Number of question/answer pairs: 86821

First Q/A pair:

inputs: question: When did Beyonce start becoming popular? context: Beyoncé Giselle Knowles-Carter (/biːˈjɒnseɪ/ bee-YON-say) (born September 4, 1981) is an American singer, songwriter, record producer and actress. Born and raised in Houston, Texas, she performed in various singing and dancing competitions as a child, and rose to fame in the late 1990s as lead singer of R&B girl-group Destiny's Child. Managed by her father, Mathew Knowles, the group became one of the world's best-selling girl groups of all time. Their hiatus saw the release of Beyoncé's debut album, Dangerously in Love (2003), which established her as a solo artist worldwide, earned five Grammy Awards and featured the Billboard Hot 100 number-one singles "Crazy in Love" and "Baby Boy".

targets: answer: in the late 1990s

Last Q/A pair:

inputs: question: What is KMC an initialism of? context: Kathmandu Metropolitan City (KMC), in order to promote international relations has established an International Relations Secretariat (IRC). KMC's first international relationship was established in 1975 with the city of Eugene, Oregon, United States. This activity has been further enhanced by establishing formal relationships with 8 other cities: Motsumoto City of Japan, Rochester of the USA, Yangon (formerly Rangoon) of Myanmar, Xi'an of the People's Republic of China, Minsk of Belarus, and Pyongyang of the Democratic Republic of Korea.

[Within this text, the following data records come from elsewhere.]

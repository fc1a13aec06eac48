//! Domain types: bars, swing points, directions, signals.

pub mod bar;
pub mod signal;
pub mod swing;

pub use bar::{Bar, BarSeries};
pub use signal::{Direction, Signal, SignalResult};
pub use swing::{SwingKind, SwingLevel, SwingPoint};
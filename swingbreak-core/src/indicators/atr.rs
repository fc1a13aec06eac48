//! Average True Range as a simple rolling mean of true range.

use crate::domain::Bar;

/// TR[0] = high - low; TR[t] = max(high-low, |high-prev_close|, |low-prev_close|).
pub fn true_range(bars: &[Bar]) -> Vec<f64> {
    bars.iter()
        .enumerate()
        .map(|(i, bar)| {
            let range = bar.high - bar.low;
            match i.checked_sub(1).map(|p| bars[p].close) {
                Some(pc) => range.max((bar.high - pc).abs()).max((bar.low - pc).abs()),
                None => range,
            }
        })
        .collect()
}

/// Rolling mean of true range over `period` bars. NaN for the first
/// `period - 1` bars.
pub fn atr(bars: &[Bar], period: usize) -> Vec<f64> {
    let tr = true_range(bars);
    let n = tr.len();
    let mut result = vec![f64::NAN; n];
    if period == 0 || n < period {
        return result;
    }

    let mut sum: f64 = tr[..period].iter().sum();
    result[period - 1] = sum / period as f64;
    for i in period..n {
        sum += tr[i] - tr[i - period];
        result[i] = sum / period as f64;
    }
    result
}
//! Bar timeframes and OHLC resampling.

use std::fmt;
use std::str::FromStr;

use chrono::{Datelike, Duration, NaiveDateTime, Timelike};
use serde::{Deserialize, Serialize};

use crate::domain::Bar;

/// Chart timeframe, named MT5-style.
#[derive(Debug, Clone, Copy, PartialEq, Eq, Hash, Serialize, Deserialize)]
pub enum Timeframe {
    M1,
    M5,
    M15,
    M30,
    H1,
    H4,
    D1,
    W1,
    MN,
}

impl Timeframe {
    pub const ALL: [Timeframe; 9] = [
        Timeframe::M1,
        Timeframe::M5,
        Timeframe::M15,
        Timeframe::M30,
        Timeframe::H1,
        Timeframe::H4,
        Timeframe::D1,
        Timeframe::W1,
        Timeframe::MN,
    ];

    /// Nominal bar length in minutes (a month counts as 30 days).
    pub fn minutes(self) -> i64 {
        match self {
            Timeframe::M1 => 1,
            Timeframe::M5 => 5,
            Timeframe::M15 => 15,
            Timeframe::M30 => 30,
            Timeframe::H1 => 60,
            Timeframe::H4 => 240,
            Timeframe::D1 => 1_440,
            Timeframe::W1 => 10_080,
            Timeframe::MN => 43_200,
        }
    }

    pub fn as_str(self) -> &'static str {
        match self {
            Timeframe::M1 => "M1",
            Timeframe::M5 => "M5",
            Timeframe::M15 => "M15",
            Timeframe::M30 => "M30",
            Timeframe::H1 => "H1",
            Timeframe::H4 => "H4",
            Timeframe::D1 => "D1",
            Timeframe::W1 => "W1",
            Timeframe::MN => "MN",
        }
    }

    /// Interval string understood by the chart API. H4 has no native interval
    /// and is fetched hourly.
    pub fn provider_interval(self) -> &'static str {
        match self {
            Timeframe::M1 => "1m",
            Timeframe::M5 => "5m",
            Timeframe::M15 => "15m",
            Timeframe::M30 => "30m",
            Timeframe::H1 | Timeframe::H4 => "1h",
            Timeframe::D1 => "1d",
            Timeframe::W1 => "1wk",
            Timeframe::MN => "1mo",
        }
    }

    /// Whether fetched bars must be resampled to reach this timeframe.
    pub fn needs_resample(self) -> bool {
        self == Timeframe::H4
    }

    /// How far back the provider serves bars at this interval.
    pub fn max_lookback_days(self) -> i64 {
        match self {
            Timeframe::M1 => 7,
            Timeframe::M5 | Timeframe::M15 | Timeframe::M30 => 59,
            Timeframe::H1 | Timeframe::H4 => 729,
            Timeframe::D1 | Timeframe::W1 | Timeframe::MN => 3_650,
        }
    }
}

impl fmt::Display for Timeframe {
    fn fmt(&self, f: &mut fmt::Formatter<'_>) -> fmt::Result {
        f.write_str(self.as_str())
    }
}

impl FromStr for Timeframe {
    type Err = String;

    /// Accepts MT5 names (`M5`, `H1`) and provider intervals (`5m`, `1h`).
    fn from_str(s: &str) -> Result<Self, Self::Err> {
        let tf = match s.trim() {
            "M1" | "m1" | "1m" => Timeframe::M1,
            "M5" | "m5" | "5m" => Timeframe::M5,
            "M15" | "m15" | "15m" => Timeframe::M15,
            "M30" | "m30" | "30m" => Timeframe::M30,
            "H1" | "h1" | "1h" | "60m" => Timeframe::H1,
            "H4" | "h4" | "4h" => Timeframe::H4,
            "D1" | "d1" | "1d" => Timeframe::D1,
            "W1" | "w1" | "1wk" => Timeframe::W1,
            "MN" | "mn" | "1mo" => Timeframe::MN,
            other => return Err(format!("unknown timeframe '{other}'")),
        };
        Ok(tf)
    }
}

/// Start of the `minutes`-wide bucket containing `t`, aligned to midnight.
pub fn bucket_start(t: NaiveDateTime, minutes: i64) -> NaiveDateTime {
    let minutes = minutes.max(1);
    let day = t.date().and_time(chrono::NaiveTime::MIN);
    if minutes >= 1_440 {
        let days = minutes / 1_440;
        let offset = i64::from(t.date().num_days_from_ce()) % days;
        return day - Duration::days(offset);
    }
    let of_day = i64::from(t.hour()) * 60 + i64::from(t.minute());
    day + Duration::minutes(of_day - of_day % minutes)
}

/// Resample to `minutes`-wide buckets: open first, high max, low min,
/// close last, volume summed. Input must be time-ordered.
pub fn resample(bars: &[Bar], minutes: i64) -> Vec<Bar> {
    let mut out: Vec<Bar> = Vec::new();
    for bar in bars {
        let start = bucket_start(bar.time, minutes);
        match out.last_mut() {
            Some(last) if last.time == start => {
                last.high = last.high.max(bar.high);
                last.low = last.low.min(bar.low);
                last.close = bar.close;
                last.volume = match (last.volume, bar.volume) {
                    (Some(a), Some(b)) => Some(a + b),
                    (a, b) => a.or(b),
                };
            }
            _ => out.push(Bar {
                time: start,
                ..bar.clone()
            }),
        }
    }
    out
}

#[cfg(test)]
mod tests {
    use super::*;
    use crate::test_support::{bar_at, ts};

    #[test]
    fn parses_both_spellings() {
        assert_eq!("M5".parse::<Timeframe>().unwrap(), Timeframe::M5);
        assert_eq!("1h".parse::<Timeframe>().unwrap(), Timeframe::H1);
        assert_eq!("1wk".parse::<Timeframe>().unwrap(), Timeframe::W1);
        assert!("7m".parse::<Timeframe>().is_err());
    }

    #[test]
    fn h4_is_fetched_hourly() {
        assert_eq!(Timeframe::H4.provider_interval(), "1h");
        assert!(Timeframe::H4.needs_resample());
        assert!(!Timeframe::H1.needs_resample());
    }

    #[test]
    fn buckets_floor_to_boundary() {
        assert_eq!(bucket_start(ts(13), 60), ts(12)); // 01:05 → 01:00
        assert_eq!(bucket_start(ts(11), 60), ts(0)); // 00:55 → 00:00
        assert_eq!(bucket_start(ts(3), 15), ts(3));
    }

    #[test]
    fn resample_to_hour() {
        let bars: Vec<Bar> = (0..24)
            .map(|i| {
                let x = i as f64;
                let mut b = bar_at(i, 100.0 + x, 101.0 + x, 99.0 + x, 100.5 + x);
                b.volume = Some(1.0);
                b
            })
            .collect();
        let hourly = resample(&bars, 60);
        assert_eq!(hourly.len(), 2);
        assert_eq!(hourly[0].time, ts(0));
        assert_eq!(hourly[0].open, 100.0);
        assert_eq!(hourly[0].high, 112.0);
        assert_eq!(hourly[0].low, 99.0);
        assert_eq!(hourly[0].close, 111.5);
        assert_eq!(hourly[0].volume, Some(12.0));
        assert_eq!(hourly[1].time, ts(12));
        assert_eq!(hourly[1].open, 112.0);
    }
}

KMC's constant endeavor is to enhance its interaction with SAARC countries, other International agencies and many other major cities of the world to achieve better urban management and developmental programs for Kathmandu.

targets: answer: Kathmandu Metropolitan City

# UNIT TEST
w3_unittest.test_parse_squad(parse_squad)

 All tests passed

# 40K pairs for training
inputs_train = inputs[0:40000] 
targets_train = targets[0:40000]  

# 5K pairs for testing
inputs_test = inputs[40000:45000] 
targets_test =  targets[40000:45000]

# Limit the size of the input and output data so this can run in this environment
encoder_maxlen = 150
decoder_maxlen = 50

inputs_str = [tokenizer.tokenize(s) for s in inputs_train]
targets_str = [tf.concat([tokenizer.tokenize(s), [1]], 0) for s in targets_train]

inputs = tf.keras.preprocessing.sequence.pad_sequences(inputs_str, maxlen=encoder_maxlen, padding='post', truncating='post')
targets = tf.keras.preprocessing.sequence.pad_sequences(targets_str, maxlen=decoder_maxlen, padding='post', truncating='post')

inputs = tf.cast(inputs, dtype=tf.int32)
targets = tf.cast(targets, dtype=tf.int32)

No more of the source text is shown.